Vivimos en una era de contradicciones fascinantes, pero pocas son tan desconcertantes como la experiencia del ciudadano contemporáneo frente a las instituciones. Imagina la escena: sales a la calle y presencias cómo un grupo de vándalos destroza el mobiliario urbano con total impunidad mientras la autoridad parece mirar hacia otro lado; sin embargo, al día siguiente, recibes una notificación electrónica con una multa implacable porque tu declaración trimestral de impuestos se retrasó exactamente cinco minutos, o porque el ticket del estacionamiento regulado venció hace un suspiro.

Esta desconcertante dualidad no es un fallo aleatorio del sistema; es un síntoma de un fenómeno estructural que los analistas políticos y sociólogos denominan anarcotiranía. Desde una perspectiva del conflicto, este concepto nos revela que el Estado no sufre de una ausencia total de poder, sino de una inquietante esquizofrenia funcional. Se trata de la coexistencia paradójica entre la incapacidad gubernamental para contener el caos y la delincuencia (anarquía), y un celo opresivo, hiperregulado y punitivo dirigido exclusivamente contra la población que sí cumple las normas (tiranía). El orden, en este escenario, se ha vuelto selectivo.

La ley del embudo: Anarquía abajo, tiranía arriba

En el análisis de las estructuras de poder, disciplinas como la sociología – cuyo carácter científico se basa en el examen riguroso de datos comprobables y el rechazo a los dogmas, como bien nos recuerda el clásico manual Sociología de Salvador Giner – nos enseñan a mirar más allá de las apariencias. La anarcotiranía opera mediante una anarquía parcial. El Estado no se ha disuelto; mantiene sus oficinas, sus presupuestos y sus discursos oficiales, pero ha cedido de facto el control de la seguridad y el espacio público en determinadas áreas. El monopolio de la violencia legítima flaquea ante los delitos graves, las redes de criminalidad organizada o los grupos violentos.

Sin embargo, para compensar esa evidente pérdida de control y mantener una apariencia de autoridad, el poder público activa una tiranía selectiva. Es aquí donde la maquinaria burocrática y de control social despliega toda su fuerza. Al no poder – o no querer – perseguir al criminal real, la estructura estatal se vuelve hipervigilante con el eslabón más débil y predecible de la cadena: el ciudadano común y obediente.
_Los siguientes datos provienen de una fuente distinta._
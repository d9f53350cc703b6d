//! Bone hierarchy with bind-pose offsets
//!
//! Bones are stored flat and addressed by index. A bone's parent always has
//! a smaller index than the bone itself, so a single forward pass over the
//! bones visits every parent before any of its children.

use std::io::Write;

use glam::Mat4;
#[cfg(feature = "serde")]
use serde::{Deserialize, Serialize};

use crate::error::{M3dError, Result};
use crate::reader::TokenReader;

/// Parent index written for root bones
pub const ROOT_PARENT: i32 = -1;

/// A single bone of the skeleton
#[derive(Debug, Clone, Copy, PartialEq)]
#[cfg_attr(feature = "serde", derive(Serialize, Deserialize))]
pub struct Bone {
    /// Parent bone index, `None` for roots
    pub parent: Option<usize>,
    /// Bind-pose offset: maps model space into this bone's space
    pub offset: Mat4,
}

/// Immutable bone hierarchy
#[derive(Debug, Clone, Default, PartialEq)]
#[cfg_attr(feature = "serde", derive(Serialize, Deserialize))]
#[cfg_attr(feature = "serde", serde(try_from = "Vec<Bone>", into = "Vec<Bone>"))]
pub struct Skeleton {
    bones: Vec<Bone>,
}

impl TryFrom<Vec<Bone>> for Skeleton {
    type Error = M3dError;

    fn try_from(bones: Vec<Bone>) -> Result<Self> {
        Self::new(bones)
    }
}

impl From<Skeleton> for Vec<Bone> {
    fn from(skeleton: Skeleton) -> Self {
        skeleton.bones
    }
}

impl Skeleton {
    /// Build a skeleton, checking that it forms a forest in parent-first order
    pub fn new(bones: Vec<Bone>) -> Result<Self> {
        for (index, bone) in bones.iter().enumerate() {
            if let Some(parent) = bone.parent {
                if parent >= index {
                    return Err(M3dError::ValidationError(format!(
                        "Bone {index} has parent {parent}; parents must precede their children"
                    )));
                }
            }
        }
        Ok(Self { bones })
    }

    /// Build a skeleton from parallel parent and offset lists
    pub fn from_parts(parents: &[Option<usize>], offsets: &[Mat4]) -> Result<Self> {
        if parents.len() != offsets.len() {
            return Err(M3dError::ValidationError(format!(
                "{} parent indices but {} bone offsets",
                parents.len(),
                offsets.len()
            )));
        }
        Self::new(
            parents
                .iter()
                .zip(offsets)
                .map(|(&parent, &offset)| Bone { parent, offset })
                .collect(),
        )
    }

    /// Number of bones
    pub fn bone_count(&self) -> usize {
        self.bones.len()
    }

    pub fn is_empty(&self) -> bool {
        self.bones.is_empty()
    }

    pub fn bones(&self) -> &[Bone] {
        &self.bones
    }

    pub fn bone(&self, index: usize) -> Option<&Bone> {
        self.bones.get(index)
    }

    /// Parent of `index`, `None` for roots and unknown bones
    pub fn parent(&self, index: usize) -> Option<usize> {
        self.bones.get(index).and_then(|bone| bone.parent)
    }

    /// Indices of all root bones
    pub fn roots(&self) -> impl Iterator<Item = usize> + '_ {
        self.bones
            .iter()
            .enumerate()
            .filter(|(_, bone)| bone.parent.is_none())
            .map(|(index, _)| index)
    }

    /// Direct children of `index`
    pub fn children(&self, index: usize) -> impl Iterator<Item = usize> + '_ {
        self.bones
            .iter()
            .enumerate()
            .skip(index + 1)
            .filter(move |(_, bone)| bone.parent == Some(index))
            .map(|(child, _)| child)
    }

    /// Number of ancestors of `index`
    pub fn depth(&self, index: usize) -> usize {
        let mut depth = 0;
        let mut current = self.parent(index);
        while let Some(parent) = current {
            depth += 1;
            current = self.parent(parent);
        }
        depth
    }

    /// Model-space bind pose of every bone (inverse of the offsets)
    pub fn bind_pose(&self) -> Vec<Mat4> {
        self.bones.iter().map(|bone| bone.offset.inverse()).collect()
    }

    pub(crate) fn read_offsets(reader: &mut TokenReader<'_>, count: usize) -> Result<Vec<Mat4>> {
        (0..count)
            .map(|index| {
                reader.expect_indexed("BoneOffset", index, "")?;
                reader.mat4("bone offset")
            })
            .collect()
    }

    pub(crate) fn read_parents(
        reader: &mut TokenReader<'_>,
        count: usize,
    ) -> Result<Vec<Option<usize>>> {
        (0..count)
            .map(|index| {
                reader.expect_indexed("ParentIndexOfBone", index, ":")?;
                let line = reader.line();
                let parent: i32 = reader.parse("parent index")?;
                match parent {
                    ROOT_PARENT => Ok(None),
                    p if p >= 0 => Ok(Some(p as usize)),
                    p => Err(M3dError::MalformedFormat {
                        line,
                        message: format!("invalid parent index {p} for bone {index}"),
                    }),
                }
            })
            .collect()
    }

    pub(crate) fn write_offsets<W: Write>(&self, writer: &mut W) -> Result<()> {
        for (index, bone) in self.bones.iter().enumerate() {
            write!(writer, "BoneOffset{index}")?;
            for value in bone.offset.to_cols_array() {
                write!(writer, " {value}")?;
            }
            writeln!(writer)?;
        }
        writeln!(writer)?;
        Ok(())
    }

    pub(crate) fn write_parents<W: Write>(&self, writer: &mut W) -> Result<()> {
        for (index, bone) in self.bones.iter().enumerate() {
            let parent = bone.parent.map_or(ROOT_PARENT, |p| p as i32);
            writeln!(writer, "ParentIndexOfBone{index}: {parent}")?;
        }
        writeln!(writer)?;
        Ok(())
    }
}
//! Main entry point for the skinned-rs CLI

use anyhow::Result;
use clap::CommandFactory;
use clap::Parser;
use clap_complete::{Generator, generate};
use std::io;

use skinned_rs::cli::{Cli, Commands};
use skinned_rs::commands;
use skinned_rs::config::AppConfig;

fn main() -> Result<()> {
    // Initialize logger
    env_logger::Builder::from_env(env_logger::Env::default().default_filter_or("warn")).init();

    // Parse command line arguments
    let cli = Cli::parse();

    // Set verbosity
    if cli.verbose > 0 {
        log::set_max_level(match cli.verbose {
            1 => log::LevelFilter::Info,
            2 => log::LevelFilter::Debug,
            _ => log::LevelFilter::Trace,
        });
    } else if cli.quiet {
        log::set_max_level(log::LevelFilter::Error);
    }

    let config = AppConfig::load_or_default(cli.config.as_deref())?;

    // Execute command
    match cli.command {
        Commands::Model { command } => commands::model::execute(command),
        Commands::Play(args) => commands::play::execute(args, &config),
        Commands::Scene(args) => commands::scene::execute(args, &config),
        Commands::Completions { shell } => {
            print_completions(shell, &mut Cli::command());
            Ok(())
        }
    }
}

fn print_completions<G: Generator>(generator: G, cmd: &mut clap::Command) {
    generate(
        generator,
        cmd,
        cmd.get_name().to_string(),
        &mut io::stdout(),
    );
}
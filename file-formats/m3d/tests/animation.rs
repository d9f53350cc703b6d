//! Integration tests for clip evaluation and instance playback.

use std::sync::Arc;

use glam::{Mat4, Quat, Vec3};
use m3d::skinning::{SkinningOptions, VertexSkinner, bounds};
use m3d::{
    AnimationClip, BonePose, BoneTrack, Keyframe, M3dModel, Skeleton, SkinnedData,
    SkinnedModelInstance, SkinnedVertex,
};
use test_case::test_case;

/// Three-bone chain standing along +Y, bind pose one unit apart. The
/// `swing` clip rotates the middle bone a quarter turn about Z over 2 s.
fn chain_model() -> M3dModel {
    let bind = [
        Mat4::IDENTITY,
        Mat4::from_translation(Vec3::Y),
        Mat4::from_translation(Vec3::Y * 2.0),
    ];
    let skeleton = Skeleton::from_parts(
        &[None, Some(0), Some(1)],
        &bind.map(|m| m.inverse()),
    )
    .unwrap();

    let rest = |y: f32| BonePose::from_translation(Vec3::new(0.0, y, 0.0));
    let swing = BoneTrack::new(vec![
        Keyframe::new(0.0, rest(1.0)),
        Keyframe::new(
            2.0,
            BonePose::new(
                Vec3::Y,
                Quat::from_rotation_z(std::f32::consts::FRAC_PI_2),
                Vec3::ONE,
            ),
        ),
    ])
    .unwrap();
    let tip = BoneTrack::new(vec![Keyframe::new(0.0, rest(1.0))]).unwrap();
    let idle_root = BoneTrack::new(vec![Keyframe::new(0.0, BonePose::IDENTITY)]).unwrap();

    let vertices = (0..3)
        .map(|bone| SkinnedVertex {
            position: Vec3::new(0.0, bone as f32, 0.0),
            bone_indices: [bone, 0, 0, 0],
            ..Default::default()
        })
        .collect();

    M3dModel {
        vertices,
        indices: vec![0, 1, 2],
        skeleton,
        clips: vec![
            AnimationClip::new("swing", vec![None, Some(swing), Some(tip.clone())]),
            AnimationClip::new("idle", vec![Some(idle_root), None, Some(tip)]),
        ],
        ..Default::default()
    }
}

fn tip_position(transforms: &[Mat4]) -> Vec3 {
    // The tip vertex sits at the tip bone's bind position
    transforms[2].transform_point3(Vec3::Y * 2.0)
}

#[test]
fn test_swing_moves_tip() {
    let data = chain_model().skinned_data().unwrap();

    let start = data.final_transforms("swing", 0.0).unwrap();
    assert!(tip_position(&start).abs_diff_eq(Vec3::Y * 2.0, 1e-5));

    // A quarter turn about Z at the elbow sends the tip towards -X
    let end = data.final_transforms("swing", 2.0).unwrap();
    assert!(tip_position(&end).abs_diff_eq(Vec3::new(-1.0, 1.0, 0.0), 1e-5));
}

#[test_case(-1.0, 0.0 ; "before the first key")]
#[test_case(7.0, 2.0 ; "after the last key")]
#[test_case(f32::INFINITY, 2.0 ; "infinite time")]
fn test_clamped_times(query: f32, equivalent: f32) {
    let data = chain_model().skinned_data().unwrap();
    assert_eq!(
        data.final_transforms("swing", query).unwrap(),
        data.final_transforms("swing", equivalent).unwrap()
    );
}

#[test]
fn test_bind_pose_skinning_is_identity() {
    let model = chain_model();
    let data = model.skinned_data().unwrap();
    let transforms = data.final_transforms("swing", 0.0).unwrap();

    let skinner = VertexSkinner::new(&transforms, SkinningOptions::default());
    let posed = skinner.skin_vertices(&model.vertices);
    for (vertex, bind) in posed.iter().zip(&model.vertices) {
        assert!(vertex.position.abs_diff_eq(bind.position, 1e-5));
    }
    let (min, max) = bounds(&posed).unwrap();
    assert!(min.abs_diff_eq(Vec3::ZERO, 1e-5));
    assert!(max.abs_diff_eq(Vec3::Y * 2.0, 1e-5));
}

#[test]
fn test_instances_loop_independently() {
    let data = Arc::new(chain_model().skinned_data().unwrap());
    let mut fast = SkinnedModelInstance::new(Arc::clone(&data), "swing").unwrap();
    let mut slow = SkinnedModelInstance::new(Arc::clone(&data), "swing").unwrap();

    for _ in 0..8 {
        fast.advance(0.25);
    }
    assert_eq!(fast.time_pos(), 2.0);
    fast.advance(0.25);
    assert_eq!(fast.time_pos(), 0.0);

    slow.advance(0.5);
    assert_eq!(slow.time_pos(), 0.5);
    assert_eq!(
        slow.final_transforms(),
        data.final_transforms("swing", 0.5).unwrap().as_slice()
    );
}

#[test]
fn test_clip_without_keys_past_zero_restarts_every_frame() {
    let data = Arc::new(chain_model().skinned_data().unwrap());
    let mut idle = SkinnedModelInstance::new(data, "idle").unwrap();
    assert_eq!(idle.clip_duration(), 0.0);
    idle.advance(1.0 / 60.0);
    assert_eq!(idle.time_pos(), 0.0);
}

#[test]
fn test_model_survives_file_round_trip() {
    let model = chain_model();
    let mut buffer = Vec::new();
    model.write(&mut buffer).unwrap();
    let parsed = M3dModel::parse(buffer.as_slice()).unwrap();

    let a = model.skinned_data().unwrap();
    let b = parsed.skinned_data().unwrap();
    let names: Vec<_> = b.clip_names().collect();
    assert_eq!(names, vec!["swing", "idle"]);
    for t in [0.0, 0.4, 1.3, 2.0] {
        let expected = a.final_transforms("swing", t).unwrap();
        let actual = b.final_transforms("swing", t).unwrap();
        for (x, y) in expected.iter().zip(&actual) {
            assert!(x.abs_diff_eq(*y, 1e-5));
        }
    }
}

#[test]
fn test_shared_data_from_parts() {
    let parts = chain_model().into_parts().unwrap();
    let shared: Arc<SkinnedData> = Arc::new(parts.skinned);
    let instance = SkinnedModelInstance::new(shared, "idle").unwrap();
    assert_eq!(instance.final_transforms().len(), 3);
    assert_eq!(parts.vertices.len(), 3);
}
Se produce una profunda erosión de las libertades civiles bajo la eterna promesa de una seguridad que nunca llega a materializarse, multiplicando las regulaciones, los trámites y la vigilancia sobre la vida cotidiana.

El ciudadano como cliente cautivo de la sanción

La aplicación desigual de la ley convierte al contribuyente en una suerte de cliente cautivo del sistema punitivo. Castigar al delincuente marginal o al crimen organizado es complejo, costoso y políticamente arriesgado. En cambio, sancionar al propietario de un pequeño negocio por un defecto de forma en un rótulo, o perseguir con radares de última tecnología al conductor que excede el límite de velocidad en una autopista desierta, es limpio, altamente eficiente y, sobre todo, rentable.

Esta asimetría genera una profunda fractura en la cohesión social. El ciudadano respetuoso de la ley empieza a experimentar el orden público no como un escudo protector, sino como una carga confiscatoria. El contrato social se agrieta cuando el cumplimiento de la norma no garantiza la protección del Estado, sino que te convierte en el blanco más fácil de su aparato fiscalizador y penalizador. La burocracia ya no organiza la convivencia; organiza la sumisión del cumplidor mientras gestiona el desorden del infractor.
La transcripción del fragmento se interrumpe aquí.